### Given entries ###

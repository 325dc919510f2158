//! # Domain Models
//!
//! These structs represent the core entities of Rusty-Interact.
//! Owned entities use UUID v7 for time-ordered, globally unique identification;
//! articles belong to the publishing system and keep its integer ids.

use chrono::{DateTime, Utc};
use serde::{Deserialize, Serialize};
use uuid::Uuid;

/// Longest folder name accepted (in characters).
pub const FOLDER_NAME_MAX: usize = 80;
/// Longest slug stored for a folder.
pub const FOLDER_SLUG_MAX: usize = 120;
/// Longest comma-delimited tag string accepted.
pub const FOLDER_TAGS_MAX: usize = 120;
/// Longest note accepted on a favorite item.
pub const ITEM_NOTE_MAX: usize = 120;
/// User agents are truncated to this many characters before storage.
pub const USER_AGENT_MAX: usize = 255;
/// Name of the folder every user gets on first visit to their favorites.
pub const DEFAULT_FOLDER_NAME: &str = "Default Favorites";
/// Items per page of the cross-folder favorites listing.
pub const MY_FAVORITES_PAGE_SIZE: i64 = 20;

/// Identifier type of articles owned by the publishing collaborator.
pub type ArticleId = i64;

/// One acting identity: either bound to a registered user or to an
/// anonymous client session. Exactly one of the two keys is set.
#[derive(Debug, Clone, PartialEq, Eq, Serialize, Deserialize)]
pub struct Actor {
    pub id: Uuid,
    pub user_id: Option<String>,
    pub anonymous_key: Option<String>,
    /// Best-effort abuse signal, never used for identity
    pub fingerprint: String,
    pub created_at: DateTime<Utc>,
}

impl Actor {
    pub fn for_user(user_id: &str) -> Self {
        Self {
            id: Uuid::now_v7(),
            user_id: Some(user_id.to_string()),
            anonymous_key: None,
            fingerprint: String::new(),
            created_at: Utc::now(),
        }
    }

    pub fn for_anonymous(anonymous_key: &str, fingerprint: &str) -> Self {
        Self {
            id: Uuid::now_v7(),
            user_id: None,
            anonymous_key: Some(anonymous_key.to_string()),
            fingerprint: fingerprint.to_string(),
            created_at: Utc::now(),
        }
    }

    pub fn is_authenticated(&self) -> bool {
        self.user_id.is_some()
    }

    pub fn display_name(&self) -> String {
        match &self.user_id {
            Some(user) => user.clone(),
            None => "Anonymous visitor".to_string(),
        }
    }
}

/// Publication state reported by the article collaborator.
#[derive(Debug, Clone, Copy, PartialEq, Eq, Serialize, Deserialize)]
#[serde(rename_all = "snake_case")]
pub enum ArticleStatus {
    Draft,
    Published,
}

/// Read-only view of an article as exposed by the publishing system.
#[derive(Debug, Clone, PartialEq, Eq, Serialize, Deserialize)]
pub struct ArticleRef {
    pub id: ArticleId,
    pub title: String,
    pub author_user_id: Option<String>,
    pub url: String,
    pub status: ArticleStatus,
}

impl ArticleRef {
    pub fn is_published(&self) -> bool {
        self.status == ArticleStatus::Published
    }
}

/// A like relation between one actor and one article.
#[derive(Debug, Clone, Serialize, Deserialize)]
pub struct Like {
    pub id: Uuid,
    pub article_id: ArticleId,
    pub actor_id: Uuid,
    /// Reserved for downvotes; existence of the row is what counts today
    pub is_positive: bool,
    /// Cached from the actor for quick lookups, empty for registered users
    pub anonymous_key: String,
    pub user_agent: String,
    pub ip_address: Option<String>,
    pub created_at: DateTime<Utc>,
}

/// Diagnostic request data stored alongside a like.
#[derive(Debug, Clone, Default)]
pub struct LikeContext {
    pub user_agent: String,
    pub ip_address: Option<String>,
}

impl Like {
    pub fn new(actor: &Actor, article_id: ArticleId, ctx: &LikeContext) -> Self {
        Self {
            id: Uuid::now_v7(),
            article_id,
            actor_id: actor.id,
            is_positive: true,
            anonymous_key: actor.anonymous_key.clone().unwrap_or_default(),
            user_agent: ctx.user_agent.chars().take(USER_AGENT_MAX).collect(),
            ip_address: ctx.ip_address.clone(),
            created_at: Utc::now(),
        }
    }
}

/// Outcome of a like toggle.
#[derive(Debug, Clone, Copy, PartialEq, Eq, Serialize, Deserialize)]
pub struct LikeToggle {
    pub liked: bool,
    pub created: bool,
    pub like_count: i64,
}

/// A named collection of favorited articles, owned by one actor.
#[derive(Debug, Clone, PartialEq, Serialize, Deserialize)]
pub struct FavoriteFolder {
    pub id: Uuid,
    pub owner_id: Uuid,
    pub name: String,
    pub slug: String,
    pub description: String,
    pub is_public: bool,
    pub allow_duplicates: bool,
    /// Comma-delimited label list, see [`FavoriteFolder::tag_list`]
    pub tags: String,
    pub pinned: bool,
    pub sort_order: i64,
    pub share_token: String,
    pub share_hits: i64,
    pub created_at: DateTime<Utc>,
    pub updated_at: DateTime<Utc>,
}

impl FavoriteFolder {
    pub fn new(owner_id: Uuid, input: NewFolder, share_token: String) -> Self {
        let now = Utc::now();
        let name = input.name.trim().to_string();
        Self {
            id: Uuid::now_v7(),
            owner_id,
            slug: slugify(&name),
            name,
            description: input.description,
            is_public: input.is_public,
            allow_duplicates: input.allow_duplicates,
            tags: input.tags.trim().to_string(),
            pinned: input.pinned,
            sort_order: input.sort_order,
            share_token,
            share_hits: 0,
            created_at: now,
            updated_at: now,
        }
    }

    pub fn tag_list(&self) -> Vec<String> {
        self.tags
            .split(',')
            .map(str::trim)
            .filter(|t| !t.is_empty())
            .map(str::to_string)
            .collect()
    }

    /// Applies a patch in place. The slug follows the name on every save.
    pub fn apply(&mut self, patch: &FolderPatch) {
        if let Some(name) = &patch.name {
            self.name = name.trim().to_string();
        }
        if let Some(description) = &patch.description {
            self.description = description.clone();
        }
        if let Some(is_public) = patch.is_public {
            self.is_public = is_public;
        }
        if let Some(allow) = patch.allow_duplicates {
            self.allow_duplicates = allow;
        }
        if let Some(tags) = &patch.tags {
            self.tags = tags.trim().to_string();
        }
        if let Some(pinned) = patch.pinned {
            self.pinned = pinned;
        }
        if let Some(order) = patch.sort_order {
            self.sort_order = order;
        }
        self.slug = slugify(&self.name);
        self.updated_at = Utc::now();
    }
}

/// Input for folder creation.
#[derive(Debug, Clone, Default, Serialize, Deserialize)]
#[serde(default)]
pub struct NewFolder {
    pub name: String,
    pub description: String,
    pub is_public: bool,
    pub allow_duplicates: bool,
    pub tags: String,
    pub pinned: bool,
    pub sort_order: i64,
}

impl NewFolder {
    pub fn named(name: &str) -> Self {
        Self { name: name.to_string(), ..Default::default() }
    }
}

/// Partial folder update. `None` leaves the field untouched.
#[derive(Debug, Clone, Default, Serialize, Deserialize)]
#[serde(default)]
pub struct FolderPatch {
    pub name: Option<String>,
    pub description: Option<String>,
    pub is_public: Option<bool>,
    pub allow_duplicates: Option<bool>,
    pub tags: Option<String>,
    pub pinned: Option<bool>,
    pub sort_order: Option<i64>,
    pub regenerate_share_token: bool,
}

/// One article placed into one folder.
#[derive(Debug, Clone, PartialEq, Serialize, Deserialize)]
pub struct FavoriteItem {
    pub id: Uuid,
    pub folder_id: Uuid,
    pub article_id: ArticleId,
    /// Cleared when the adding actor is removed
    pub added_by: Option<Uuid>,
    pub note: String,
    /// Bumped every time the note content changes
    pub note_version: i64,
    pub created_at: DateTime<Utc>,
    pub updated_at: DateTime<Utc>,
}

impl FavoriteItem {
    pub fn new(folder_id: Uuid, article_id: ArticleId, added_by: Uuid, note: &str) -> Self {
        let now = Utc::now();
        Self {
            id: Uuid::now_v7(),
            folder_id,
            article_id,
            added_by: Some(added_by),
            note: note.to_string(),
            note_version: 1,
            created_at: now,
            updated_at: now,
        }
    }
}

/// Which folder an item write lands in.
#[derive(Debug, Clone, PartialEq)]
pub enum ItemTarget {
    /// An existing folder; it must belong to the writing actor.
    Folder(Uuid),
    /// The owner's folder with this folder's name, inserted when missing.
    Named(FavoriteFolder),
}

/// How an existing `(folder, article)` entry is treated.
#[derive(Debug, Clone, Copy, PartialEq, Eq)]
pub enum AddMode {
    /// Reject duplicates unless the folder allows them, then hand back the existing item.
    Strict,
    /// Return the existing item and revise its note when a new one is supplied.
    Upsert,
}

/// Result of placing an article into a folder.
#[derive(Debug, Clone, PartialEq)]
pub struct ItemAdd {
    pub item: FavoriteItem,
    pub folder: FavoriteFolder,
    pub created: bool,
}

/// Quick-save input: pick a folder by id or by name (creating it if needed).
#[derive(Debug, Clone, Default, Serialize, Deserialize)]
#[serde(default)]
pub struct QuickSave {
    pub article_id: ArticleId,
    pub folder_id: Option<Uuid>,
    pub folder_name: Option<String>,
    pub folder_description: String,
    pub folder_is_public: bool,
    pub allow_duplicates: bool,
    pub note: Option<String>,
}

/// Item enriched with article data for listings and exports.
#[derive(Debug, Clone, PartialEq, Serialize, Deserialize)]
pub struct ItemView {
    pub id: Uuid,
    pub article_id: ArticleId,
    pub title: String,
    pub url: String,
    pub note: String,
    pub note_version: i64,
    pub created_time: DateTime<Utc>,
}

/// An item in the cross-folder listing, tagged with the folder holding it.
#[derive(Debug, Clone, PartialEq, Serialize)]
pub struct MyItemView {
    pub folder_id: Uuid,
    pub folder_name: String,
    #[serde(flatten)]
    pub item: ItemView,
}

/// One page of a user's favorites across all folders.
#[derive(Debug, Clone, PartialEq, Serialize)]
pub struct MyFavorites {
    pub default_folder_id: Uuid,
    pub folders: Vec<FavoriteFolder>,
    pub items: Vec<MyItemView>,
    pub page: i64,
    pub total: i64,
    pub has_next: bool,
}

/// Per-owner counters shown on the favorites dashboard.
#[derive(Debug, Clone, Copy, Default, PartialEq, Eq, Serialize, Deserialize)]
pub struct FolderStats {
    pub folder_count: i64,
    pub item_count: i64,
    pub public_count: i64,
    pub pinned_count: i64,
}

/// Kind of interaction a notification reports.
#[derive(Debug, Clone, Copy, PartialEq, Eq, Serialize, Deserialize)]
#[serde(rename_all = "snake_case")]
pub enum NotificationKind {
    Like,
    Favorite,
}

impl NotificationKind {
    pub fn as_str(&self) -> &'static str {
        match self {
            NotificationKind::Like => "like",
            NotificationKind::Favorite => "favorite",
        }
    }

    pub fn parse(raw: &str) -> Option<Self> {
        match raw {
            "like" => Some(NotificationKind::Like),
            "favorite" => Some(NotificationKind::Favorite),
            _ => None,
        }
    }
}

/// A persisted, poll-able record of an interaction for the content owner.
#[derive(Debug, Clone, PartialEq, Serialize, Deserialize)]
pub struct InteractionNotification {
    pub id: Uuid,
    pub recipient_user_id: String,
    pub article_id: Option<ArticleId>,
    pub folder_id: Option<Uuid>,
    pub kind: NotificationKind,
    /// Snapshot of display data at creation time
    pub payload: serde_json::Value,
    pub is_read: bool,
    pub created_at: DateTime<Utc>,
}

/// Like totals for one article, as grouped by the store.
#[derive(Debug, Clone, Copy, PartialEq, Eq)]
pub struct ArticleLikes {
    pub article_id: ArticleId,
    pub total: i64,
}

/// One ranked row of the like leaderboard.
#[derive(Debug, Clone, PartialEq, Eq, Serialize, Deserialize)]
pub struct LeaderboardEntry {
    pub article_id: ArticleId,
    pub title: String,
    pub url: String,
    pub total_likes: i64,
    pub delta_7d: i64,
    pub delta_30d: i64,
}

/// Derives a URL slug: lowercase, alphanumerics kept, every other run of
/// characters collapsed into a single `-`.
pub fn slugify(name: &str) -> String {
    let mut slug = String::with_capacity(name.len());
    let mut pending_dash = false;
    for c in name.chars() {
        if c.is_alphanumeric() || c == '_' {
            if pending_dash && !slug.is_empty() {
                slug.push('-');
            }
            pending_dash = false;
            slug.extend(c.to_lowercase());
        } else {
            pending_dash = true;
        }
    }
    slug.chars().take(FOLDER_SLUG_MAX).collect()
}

###

| What needs to be done |
For the word "entities", please say how many lines in the entries hold it, with only the number as the reply.

| Solved problem |
2